Best of luck of what is next. It’s all very hard.
X
I had lumpectomy and sentinel node removal on 8th June. Clear margins on breast but 1 of 3 nodes showed micro metastases even though nothing showed on scans. On 10th July had rest of nodes removed. Of the 6 removed, 2 had micro metastases and 3 ITC’s. Now waiting for radiation. Very anxious!
Sorry to hear this, it must have been a huge shock. I can’t offer any advice, I have my surgery next week. My scans and mri also show clear nodes, but each appointment has been a shock with unexpected news as one lump turned to 6 tumours, lumpectomy has turned to mastectomy, so trying not to get my hopes too high that they actually are clear.

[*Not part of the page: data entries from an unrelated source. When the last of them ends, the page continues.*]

//! TUN device: open `/dev/net/tun`, configure it as a point-to-point IPv4
//! interface via ioctls, and expose raw frame read/write. No TUN-handling
//! crate appears anywhere in the example pack (only a dependency *shape* —
//! `libc` + `tokio` — survives in `firezone`'s `rust/tun` crate), so this is
//! hand-rolled against the kernel interface directly, the way the rest of
//! this server already talks to raw sockets.

use crate::error::TundError;
use std::fs::{File, OpenOptions};
use std::io;
use std::net::Ipv4Addr;
use std::os::unix::io::{AsRawFd, RawFd};
use std::process::Command;

const IFNAMSIZ: usize = 16;
const TUN_DEV_PATH: &str = "/dev/net/tun";

#[repr(C)]
struct IfReq {
    ifr_name: [libc::c_char; IFNAMSIZ],
    ifr_flags: libc::c_short,
    _pad: [u8; 64],
}

const IFF_TUN: libc::c_short = 0x0001;
const IFF_NO_PI: libc::c_short = 0x1000;

ioctl_write_helpers::ioctl_write_int_bad!(tunsetiff, 0x400454ca);

mod ioctl_write_helpers {
    // A small local stand-in for the handful of `nix`-style ioctl macros
    // this module needs, so the crate doesn't pull in `nix` for one call.
    macro_rules! ioctl_write_int_bad {
        ($name:ident, $nr:expr) => {
            pub unsafe fn $name(fd: std::os::unix::io::RawFd, data: *mut super::IfReq) -> std::io::Result<()> {
                let ret = libc::ioctl(fd, $nr as libc::c_ulong, data);
                if ret < 0 {
                    Err(std::io::Error::last_os_error())
                } else {
                    Ok(())
                }
            }
        };
    }
    pub(crate) use ioctl_write_int_bad;
}

/// An open, configured TUN device.
pub struct Tun {
    file: File,
    name: String,
}

impl Tun {
    /// Open `/dev/net/tun`, request interface `name` (or let the kernel pick
    /// one if empty) in IFF_TUN|IFF_NO_PI mode, then bring it up with the
    /// given local address and MTU via `ip`/`ifconfig`-level ioctls and a
    /// small `ip` invocation for routing — unless `skip_ip_config` is set,
    /// in which case the interface is assumed already configured.
    pub fn open(
        requested_name: &str,
        local: Ipv4Addr,
        mtu: u16,
        skip_ip_config: bool,
    ) -> Result<Self, TundError> {
        let file = OpenOptions::new()
            .read(true)
            .write(true)
            .open(TUN_DEV_PATH)
            .map_err(|e| TundError::TunOpen(e.to_string()))?;

        let mut ifr = IfReq {
            ifr_name: [0; IFNAMSIZ],
            ifr_flags: IFF_TUN | IFF_NO_PI,
            _pad: [0; 64],
        };
        let name_bytes = requested_name.as_bytes();
        if name_bytes.len() >= IFNAMSIZ {
            return Err(TundError::TunConfig(format!(
                "interface name {requested_name:?} too long"
            )));
        }
        for (slot, byte) in ifr.ifr_name.iter_mut().zip(name_bytes) {
            *slot = *byte as libc::c_char;
        }

        unsafe {
            ioctl_write_helpers::tunsetiff(file.as_raw_fd(), &mut ifr)
                .map_err(|e| TundError::TunConfig(e.to_string()))?;
        }

        crate::netio::set_nonblocking(file.as_raw_fd())
            .map_err(|e| TundError::TunConfig(e.to_string()))?;

        let name = std::str::from_utf8(unsafe {
            std::slice::from_raw_parts(ifr.ifr_name.as_ptr() as *const u8, IFNAMSIZ)
        })
        .unwrap_or("")
        .trim_end_matches('\0')
        .to_string();

        let tun = Tun { file, name };
        if !skip_ip_config {
            tun.configure_address(local, mtu)?;
        }
        Ok(tun)
    }

    fn configure_address(&self, local: Ipv4Addr, mtu: u16) -> Result<(), TundError> {
        run_ip(&["link", "set", "dev", &self.name, "mtu", &mtu.to_string()])?;
        run_ip(&[
            "addr", "add", &format!("{local}/32"), "dev", &self.name,
        ])?;
        run_ip(&["link", "set", "dev", &self.name, "up"])?;
        Ok(())
    }

    pub fn name(&self) -> &str {
        &self.name
    }

    /// Read one frame. With `IFF_NO_PI` set at open time the kernel omits
    /// its usual 4-byte link header, so `buf` starts directly with the IPv4
    /// packet.
    ///
    /// Takes `&self`, not `&mut self`: the character device has no Rust-side
    /// buffering to protect, and `AsyncFd`'s readiness guard only hands back
    /// a shared reference to the wrapped value.
    pub fn read_frame(&self, buf: &mut [u8]) -> io::Result<usize> {
        let n = unsafe {
            libc::read(
                self.file.as_raw_fd(),
                buf.as_mut_ptr() as *mut libc::c_void,
                buf.len(),
            )
        };
        if n < 0 {
            Err(io::Error::last_os_error())
        } else {
            Ok(n as usize)
        }
    }

    pub fn write_frame(&self, frame: &[u8]) -> io::Result<usize> {
        let n = unsafe {
            libc::write(
                self.file.as_raw_fd(),
                frame.as_ptr() as *const libc::c_void,
                frame.len(),
            )
        };
        if n < 0 {
            Err(io::Error::last_os_error())
        } else {
            Ok(n as usize)
        }
    }
}

impl AsRawFd for Tun {
    fn as_raw_fd(&self) -> RawFd {
        self.file.as_raw_fd()
    }
}

fn run_ip(args: &[&str]) -> Result<(), TundError> {
    let status = Command::new("ip")
        .args(args)
        .status()
        .map_err(|e| TundError::TunConfig(format!("failed to run ip {args:?}: {e}")))?;
    if !status.success() {
        return Err(TundError::TunConfig(format!(
            "ip {args:?} exited with {status}"
        )));
    }
    Ok(())
}

/// Whether the current process believes it can open `/dev/net/tun` at all —
/// used by bootstrap to fail fast with a clear message.
pub fn device_node_exists() -> bool {
    std::path::Path::new(TUN_DEV_PATH).exists()
}
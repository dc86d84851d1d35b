//! Error types for configuration, bring-up and I/O.

use thiserror::Error;

/// Errors surfaced by configuration validation and bring-up. Protocol-level
/// rejections (`BADIP`, `LNAK`, `VNAK`, `VFUL`) are not represented here —
/// they are valid wire responses, not failures, and are encoded directly by
/// the dispatcher.
#[derive(Debug, Error)]
pub enum TundError {
    #[error("bad MTU: must be a positive integer")]
    BadMtu,

    #[error("bad port number: {0}")]
    BadPort(u32),

    #[error("missing required argument: {0}")]
    MissingArgument(String),

    #[error("forward port {0} must differ from listen port")]
    PortCollision(u16),

    #[error("topdomain too long: max 128 octets")]
    TopdomainTooLong,

    #[error("topdomain contains invalid characters: {0}")]
    BadTopdomain(String),

    #[error("must run as root")]
    NotRoot,

    #[error("user '{0}' does not exist")]
    NoSuchUser(String),

    #[error("failed to open tun device: {0}")]
    TunOpen(String),

    #[error("failed to configure tun device: {0}")]
    TunConfig(String),

    #[error("failed to bind dns socket on {0}: {1}")]
    SocketBind(std::net::SocketAddr, std::io::Error),

    #[error(transparent)]
    Io(#[from] std::io::Error),
}
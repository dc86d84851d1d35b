//! Minimal DNS wire codec.
//!
//! This is not a general-purpose DNS library: it decodes just enough of a
//! query (header id, question name as a label sequence, qtype) to drive the
//! tunnel dispatcher, and encodes just enough of an answer (one NULL or
//! mirrored-qtype record carrying an opaque payload) to reply. Anything it
//! can't parse is treated as malformed and dropped, per `spec.md` §4.2.

use std::net::SocketAddr;

/// DNS RR type NULL (RFC 1035 §3.3.10).
pub const QTYPE_NULL: u16 = 10;

const MAX_LABEL_LEN: usize = 63;
const MAX_NAME_LABELS: usize = 128;

/// A decoded query plus the network metadata needed to answer it.
#[derive(Debug, Clone, PartialEq, Eq)]
pub struct Query {
    pub src_addr: SocketAddr,
    /// Original destination address, captured via ancillary control data
    /// when the OS provides it (see `netio::recv_query`). `None` on
    /// platforms/sockets where it isn't available.
    pub dst_addr: Option<SocketAddr>,
    pub id: u16,
    pub qtype: u16,
    /// Question name as a sequence of labels, in wire order, case as
    /// received (no trailing root label).
    pub labels: Vec<Vec<u8>>,
}

impl Query {
    /// The question name rendered as a dotted ASCII string, for logging.
    pub fn name_string(&self) -> String {
        self.labels
            .iter()
            .map(|l| String::from_utf8_lossy(l).into_owned())
            .collect::<Vec<_>>()
            .join(".")
    }
}

/// Parse the DNS header and first question out of a raw UDP payload.
/// Returns `None` for anything truncated, carrying zero questions, or using
/// name compression (not needed for queries this server originates or
/// receives from a well-behaved client, and rejecting it keeps this codec
/// small).
pub fn decode_query(packet: &[u8]) -> Option<Query> {
    if packet.len() < 12 {
        return None;
    }
    let id = u16::from_be_bytes([packet[0], packet[1]]);
    let qdcount = u16::from_be_bytes([packet[4], packet[5]]);
    if qdcount == 0 {
        return None;
    }

    let mut pos = 12;
    let mut labels = Vec::new();
    loop {
        if labels.len() > MAX_NAME_LABELS {
            return None;
        }
        let len = *packet.get(pos)? as usize;
        if len == 0 {
            pos += 1;
            break;
        }
        if len & 0xc0 != 0 {
            // Compression pointer: unsupported in an inbound question.
            return None;
        }
        if len > MAX_LABEL_LEN {
            return None;
        }
        pos += 1;
        let label = packet.get(pos..pos + len)?.to_vec();
        pos += len;
        labels.push(label);
    }

    let qtype = u16::from_be_bytes([*packet.get(pos)?, *packet.get(pos + 1)?]);
    // qclass follows at pos+2..pos+4; not consulted.

    Some(Query {
        src_addr: "0.0.0.0:0".parse().unwrap(),
        dst_addr: None,
        id,
        qtype,
        labels,
    })
}

/// Encode an answer to `query` whose question section mirrors the original
/// and whose single answer record carries `payload` verbatim. `rrtype`
/// should normally be `query.qtype` (this server only ever answers the type
/// it was asked, since it only handles NULL-type tunnel queries — see
/// `classifier.rs`).
pub fn encode_answer(query: &Query, rrtype: u16, payload: &[u8]) -> Vec<u8> {
    let mut out = Vec::with_capacity(12 + 16 + payload.len() + 16);

    out.extend_from_slice(&query.id.to_be_bytes());
    out.extend_from_slice(&[0x84, 0x00]); // QR=1 AA=1, RCODE=0
    out.extend_from_slice(&1u16.to_be_bytes()); // QDCOUNT
    out.extend_from_slice(&1u16.to_be_bytes()); // ANCOUNT
    out.extend_from_slice(&0u16.to_be_bytes()); // NSCOUNT
    out.extend_from_slice(&0u16.to_be_bytes()); // ARCOUNT

    let question_start = out.len();
    for label in &query.labels {
        out.push(label.len() as u8);
        out.extend_from_slice(label);
    }
    out.push(0); // root
    out.extend_from_slice(&rrtype.to_be_bytes());
    out.extend_from_slice(&1u16.to_be_bytes()); // QCLASS IN
    let _ = question_start;

    out.extend_from_slice(&[0xc0, 0x0c]); // NAME: pointer to question at offset 12
    out.extend_from_slice(&rrtype.to_be_bytes());
    out.extend_from_slice(&1u16.to_be_bytes()); // CLASS IN
    out.extend_from_slice(&0u32.to_be_bytes()); // TTL
    out.extend_from_slice(&(payload.len() as u16).to_be_bytes());
    out.extend_from_slice(payload);

    out
}

#[cfg(test)]
mod tests {
    use super::*;

    fn raw_query(name_labels: &[&[u8]], qtype: u16, id: u16) -> Vec<u8> {
        let mut buf = Vec::new();
        buf.extend_from_slice(&id.to_be_bytes());
        buf.extend_from_slice(&[0x01, 0x00]);
        buf.extend_from_slice(&1u16.to_be_bytes());
        buf.extend_from_slice(&0u16.to_be_bytes());
        buf.extend_from_slice(&0u16.to_be_bytes());
        buf.extend_from_slice(&0u16.to_be_bytes());
        for label in name_labels {
            buf.push(label.len() as u8);
            buf.extend_from_slice(label);
        }
        buf.push(0);
        buf.extend_from_slice(&qtype.to_be_bytes());
        buf.extend_from_slice(&1u16.to_be_bytes());
        buf
    }

    #[test]
    fn decodes_a_simple_query() {
        let packet = raw_query(&[b"abc", b"tunnel", b"example", b"com"], QTYPE_NULL, 0x1234);
        let q = decode_query(&packet).unwrap();
        assert_eq!(q.id, 0x1234);
        assert_eq!(q.qtype, QTYPE_NULL);
        assert_eq!(q.name_string(), "abc.tunnel.example.com");
    }

    #[test]
    fn rejects_truncated_packet() {
        assert!(decode_query(&[0u8; 4]).is_none());
    }

    #[test]
    fn rejects_compression_pointer() {
        let mut packet = raw_query(&[b"abc"], QTYPE_NULL, 1);
        packet[12] = 0xc0; // turn the first label length into a pointer tag
        assert!(decode_query(&packet).is_none());
    }

    #[test]
    fn encode_answer_mirrors_question_and_id() {
        let packet = raw_query(&[b"abc", b"tunnel"], QTYPE_NULL, 0xabcd);
        let q = decode_query(&packet).unwrap();
        let answer = encode_answer(&q, QTYPE_NULL, b"hello");
        assert_eq!(&answer[0..2], &0xabcdu16.to_be_bytes());
        assert_eq!(&answer[answer.len() - 5..], b"hello");
    }
}
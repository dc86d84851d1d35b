//! DNS socket I/O: receive queries and send answers over a raw UDP socket,
//! capturing the original destination address via ancillary control data
//! where the OS provides it (`IP_PKTINFO` on Linux), following the same
//! raw-`libc` pattern the original server used for `SO_ORIGINAL_DST`.

use crate::dns::{self, Query};
use std::io;
use std::mem::MaybeUninit;
use std::net::{Ipv4Addr, SocketAddr, SocketAddrV4};
use std::os::unix::io::{AsRawFd, RawFd};

/// A UDP socket bound for DNS traffic, with `IP_PKTINFO` enabled so
/// `recv_query` can recover the packet's original destination address —
/// needed when the server listens on multiple local addresses.
pub struct DnsSocket {
    fd: RawFd,
}

fn check(ret: libc::c_int) -> io::Result<libc::c_int> {
    if ret < 0 {
        Err(io::Error::last_os_error())
    } else {
        Ok(ret)
    }
}

/// `AsyncFd` requires a non-blocking descriptor; it only uses epoll
/// readiness to decide when to retry, never blocks in the syscall itself.
pub(crate) fn set_nonblocking(fd: RawFd) -> io::Result<()> {
    unsafe {
        let flags = check(libc::fcntl(fd, libc::F_GETFL))?;
        check(libc::fcntl(fd, libc::F_SETFL, flags | libc::O_NONBLOCK))?;
    }
    Ok(())
}

impl DnsSocket {
    pub fn bind(addr: SocketAddrV4) -> io::Result<Self> {
        unsafe {
            let fd = check(libc::socket(libc::AF_INET, libc::SOCK_DGRAM, 0))?;
            let enable: libc::c_int = 1;
            let rc = libc::setsockopt(
                fd,
                libc::IPPROTO_IP,
                libc::IP_PKTINFO,
                &enable as *const _ as *const libc::c_void,
                std::mem::size_of::<libc::c_int>() as libc::socklen_t,
            );
            if rc < 0 {
                let err = io::Error::last_os_error();
                libc::close(fd);
                return Err(err);
            }

            let sockaddr = to_sockaddr_in(addr);
            let rc = libc::bind(
                fd,
                &sockaddr as *const _ as *const libc::sockaddr,
                std::mem::size_of::<libc::sockaddr_in>() as libc::socklen_t,
            );
            if rc < 0 {
                let err = io::Error::last_os_error();
                libc::close(fd);
                return Err(err);
            }

            set_nonblocking(fd).map_err(|e| {
                libc::close(fd);
                e
            })?;

            Ok(DnsSocket { fd })
        }
    }

    /// Receive one datagram, decode its DNS question, and fill in both the
    /// source and (when available) destination address. Returns the decoded
    /// query along with the number of raw bytes read, so a caller that needs
    /// to relay the packet byte-exact (the stub-resolver forwarder) doesn't
    /// have to re-encode it.
    pub fn recv_query(&self, buf: &mut [u8]) -> io::Result<Option<(Query, usize)>> {
        let mut src_storage = MaybeUninit::<libc::sockaddr_in>::zeroed();
        let mut iov = libc::iovec {
            iov_base: buf.as_mut_ptr() as *mut libc::c_void,
            iov_len: buf.len(),
        };
        let mut control = [0u8; 128];
        let mut msg: libc::msghdr = unsafe { std::mem::zeroed() };
        msg.msg_name = src_storage.as_mut_ptr() as *mut libc::c_void;
        msg.msg_namelen = std::mem::size_of::<libc::sockaddr_in>() as libc::socklen_t;
        msg.msg_iov = &mut iov;
        msg.msg_iovlen = 1;
        msg.msg_control = control.as_mut_ptr() as *mut libc::c_void;
        msg.msg_controllen = control.len();

        let n = unsafe { libc::recvmsg(self.fd, &mut msg, 0) };
        if n < 0 {
            return Err(io::Error::last_os_error());
        }

        let src_in = unsafe { src_storage.assume_init() };
        let src_addr = sockaddr_in_to_socketaddr(&src_in);
        let dst_addr = unsafe { extract_pktinfo(&msg) };

        let Some(mut query) = dns::decode_query(&buf[..n as usize]) else {
            return Ok(None);
        };
        query.src_addr = src_addr;
        query.dst_addr = dst_addr;
        Ok(Some((query, n as usize)))
    }

    pub fn send_answer(&self, dst: SocketAddr, packet: &[u8]) -> io::Result<()> {
        let SocketAddr::V4(dst) = dst else {
            return Err(io::Error::new(
                io::ErrorKind::Unsupported,
                "IPv6 destinations are not supported",
            ));
        };
        let sockaddr = to_sockaddr_in(dst);
        let rc = unsafe {
            libc::sendto(
                self.fd,
                packet.as_ptr() as *const libc::c_void,
                packet.len(),
                0,
                &sockaddr as *const _ as *const libc::sockaddr,
                std::mem::size_of::<libc::sockaddr_in>() as libc::socklen_t,
            )
        };
        check(rc as libc::c_int).map(|_| ())
    }
}

impl Drop for DnsSocket {
    fn drop(&mut self) {
        unsafe {
            libc::close(self.fd);
        }
    }
}

impl AsRawFd for DnsSocket {
    fn as_raw_fd(&self) -> RawFd {
        self.fd
    }
}

fn to_sockaddr_in(addr: SocketAddrV4) -> libc::sockaddr_in {
    libc::sockaddr_in {
        sin_family: libc::AF_INET as libc::sa_family_t,
        sin_port: addr.port().to_be(),
        sin_addr: libc::in_addr {
            s_addr: u32::from_ne_bytes(addr.ip().octets()),
        },
        sin_zero: [0; 8],
    }
}

fn sockaddr_in_to_socketaddr(sa: &libc::sockaddr_in) -> SocketAddr {
    let ip = Ipv4Addr::from(sa.sin_addr.s_addr.to_ne_bytes());
    let port = u16::from_be(sa.sin_port);
    SocketAddr::V4(SocketAddrV4::new(ip, port))
}

/// Walk the control message chain looking for `IP_PKTINFO`, which on Linux
/// carries the packet's original local (destination) address.
unsafe fn extract_pktinfo(msg: &libc::msghdr) -> Option<SocketAddr> {
    let mut cmsg = libc::CMSG_FIRSTHDR(msg);
    while !cmsg.is_null() {
        let hdr = &*cmsg;
        if hdr.cmsg_level == libc::IPPROTO_IP && hdr.cmsg_type == libc::IP_PKTINFO {
            let data = libc::CMSG_DATA(cmsg) as *const libc::in_pktinfo;
            let pktinfo = &*data;
            let ip = Ipv4Addr::from(pktinfo.ipi_addr.s_addr.to_ne_bytes());
            return Some(SocketAddr::V4(SocketAddrV4::new(ip, 0)));
        }
        cmsg = libc::CMSG_NXTHDR(msg as *const _ as *mut _, cmsg);
    }
    None
}

#[cfg(test)]
mod tests {
    use super::*;

    #[test]
    fn sockaddr_round_trip() {
        let addr = SocketAddrV4::new(Ipv4Addr::new(203, 0, 113, 5), 5353);
        let raw = to_sockaddr_in(addr);
        let back = sockaddr_in_to_socketaddr(&raw);
        assert_eq!(back, SocketAddr::V4(addr));
    }
}
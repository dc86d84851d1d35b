//! Per-client session state: the fixed-capacity user table.

use crate::dns::Query;
use crate::encoding::Encoder;
use std::net::Ipv4Addr;
use std::time::Instant;

/// Number of session slots. A small fixed constant, per `spec.md` §3.
pub const USERS: usize = 16;

/// Upstream reassembly buffer. `len == offset` is an invariant maintained
/// by every handler that touches it — see `dispatch.rs`.
#[derive(Debug, Default)]
pub struct InPacket {
    pub data: Vec<u8>,
    pub len: usize,
    pub offset: usize,
}

impl InPacket {
    fn reset(&mut self) {
        self.data.clear();
        self.len = 0;
        self.offset = 0;
    }

    fn append(&mut self, chunk: &[u8]) {
        self.data.extend_from_slice(chunk);
        self.len += chunk.len();
        self.offset += chunk.len();
    }
}

/// At-most-one pending downstream payload.
#[derive(Debug, Default)]
pub struct OutPacket {
    pub data: Vec<u8>,
    pub len: usize,
}

impl OutPacket {
    fn set(&mut self, data: Vec<u8>) {
        self.len = data.len();
        self.data = data;
    }

    fn clear(&mut self) {
        self.len = 0;
        self.data.clear();
    }
}

/// A DNS query held open with no answer sent yet, awaiting a downstream
/// payload. `None` unless a `P` or fragment branch parked one.
pub type ParkedQuery = Option<Query>;

/// One user-table slot.
#[derive(Debug)]
pub struct Session {
    pub active: bool,
    pub seed: u32,
    pub host: Option<Ipv4Addr>,
    pub tun_ip: Ipv4Addr,
    pub encoder: Encoder,
    pub last_pkt: Option<Instant>,
    pub parked_query: ParkedQuery,
    pub inpacket: InPacket,
    pub outpacket: OutPacket,
}

impl Session {
    fn empty(tun_ip: Ipv4Addr) -> Self {
        Session {
            active: false,
            seed: 0,
            host: None,
            tun_ip,
            encoder: Encoder::default(),
            last_pkt: None,
            parked_query: None,
            inpacket: InPacket::default(),
            outpacket: OutPacket::default(),
        }
    }

    /// Reset reassembly state after a completed upstream datagram.
    pub fn finish_inpacket(&mut self) {
        self.inpacket.reset();
    }

    pub fn append_upstream(&mut self, chunk: &[u8]) {
        self.inpacket.append(chunk);
    }

    /// Queue a downstream payload, unless one is already pending.
    /// Returns `true` if it was queued.
    pub fn try_queue_outpacket(&mut self, data: Vec<u8>) -> bool {
        if self.outpacket.len > 0 {
            return false;
        }
        self.outpacket.set(data);
        true
    }

    pub fn clear_outpacket(&mut self) {
        self.outpacket.clear();
    }

    pub fn park(&mut self, query: Query) {
        self.parked_query = Some(query);
    }

    pub fn take_parked(&mut self) -> ParkedQuery {
        self.parked_query.take()
    }

    pub fn clear_parked(&mut self) {
        self.parked_query = None;
    }
}

/// The fixed-size user table and the server's own tunnel address.
pub struct SessionTable {
    pub slots: Vec<Session>,
    pub server_tun_ip: Ipv4Addr,
}

impl SessionTable {
    /// Assign each slot a sequential tunnel address within the server's
    /// /24, starting right after the server's own address. Mirrors
    /// `init_users()` in the original, invoked once the server's tunnel IP
    /// is known.
    pub fn new(server_tun_ip: Ipv4Addr) -> Self {
        let octets = server_tun_ip.octets();
        let base = u32::from_be_bytes(octets) & 0xffff_ff00;
        let slots = (0..USERS)
            .map(|i| {
                let host = (base | ((octets[3] as u32 + 1 + i as u32) & 0xff)).to_be_bytes();
                Session::empty(Ipv4Addr::from(host))
            })
            .collect();
        SessionTable {
            slots,
            server_tun_ip,
        }
    }

    pub fn find_available(&self) -> Option<usize> {
        self.slots.iter().position(|s| !s.active)
    }

    pub fn find_by_tun_ip(&self, ip: Ipv4Addr) -> Option<usize> {
        self.slots.iter().position(|s| s.active && s.tun_ip == ip)
    }

    pub fn active_count(&self) -> usize {
        self.slots.iter().filter(|s| s.active).count()
    }

    pub fn get(&self, userid: usize) -> Option<&Session> {
        self.slots.get(userid)
    }

    pub fn get_mut(&mut self, userid: usize) -> Option<&mut Session> {
        self.slots.get_mut(userid)
    }

    /// `true` if every active-or-not slot already has a downstream payload
    /// queued — the event loop's back-pressure rule (`spec.md` §4.1).
    pub fn all_waiting_to_send(&self) -> bool {
        self.slots.iter().all(|s| s.outpacket.len > 0)
    }
}

#[cfg(test)]
mod tests {
    use super::*;

    #[test]
    fn assigns_sequential_tun_ips() {
        let table = SessionTable::new(Ipv4Addr::new(10, 0, 0, 1));
        assert_eq!(table.slots[0].tun_ip, Ipv4Addr::new(10, 0, 0, 2));
        assert_eq!(table.slots[1].tun_ip, Ipv4Addr::new(10, 0, 0, 3));
    }

    #[test]
    fn find_available_returns_first_inactive_slot() {
        let mut table = SessionTable::new(Ipv4Addr::new(10, 0, 0, 1));
        table.slots[0].active = true;
        assert_eq!(table.find_available(), Some(1));
    }

    #[test]
    fn find_available_none_when_full() {
        let mut table = SessionTable::new(Ipv4Addr::new(10, 0, 0, 1));
        for s in table.slots.iter_mut() {
            s.active = true;
        }
        assert_eq!(table.find_available(), None);
    }

    #[test]
    fn find_by_tun_ip_ignores_inactive_slots() {
        let table = SessionTable::new(Ipv4Addr::new(10, 0, 0, 1));
        // Slot 1 has tun_ip 10.0.0.3 but is not active yet.
        assert_eq!(table.find_by_tun_ip(Ipv4Addr::new(10, 0, 0, 3)), None);
    }

    #[test]
    fn outpacket_single_slot_semantics() {
        let mut s = Session::empty(Ipv4Addr::new(10, 0, 0, 2));
        assert!(s.try_queue_outpacket(vec![1, 2, 3]));
        assert!(!s.try_queue_outpacket(vec![4, 5]));
        assert_eq!(s.outpacket.data, vec![1, 2, 3]);
    }

    #[test]
    fn inpacket_len_offset_stay_equal() {
        let mut s = Session::empty(Ipv4Addr::new(10, 0, 0, 2));
        s.append_upstream(b"abc");
        s.append_upstream(b"de");
        assert_eq!(s.inpacket.len, s.inpacket.offset);
        assert_eq!(s.inpacket.len, 5);
        s.finish_inpacket();
        assert_eq!(s.inpacket.len, 0);
        assert_eq!(s.inpacket.offset, 0);
    }
}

Do you have supportive nurses you can talk too? Xx
Just jumping on to wish you all the best. My first BC treatment experience was very much like yours. It was exhausting to deal with but the treatments ended up being totally effective and I’ve had 15 years cancer free so far. My new tiny BC is in the remaining breast and is a new primary, so seperate to the old one. Wishing you well and hoping you have the energy for some.treats along the way.
Thank you @margie_toon, it’s encouraging to hear your experience. Sorry you’re having to deal with it again but hopefully more manageable for you this time.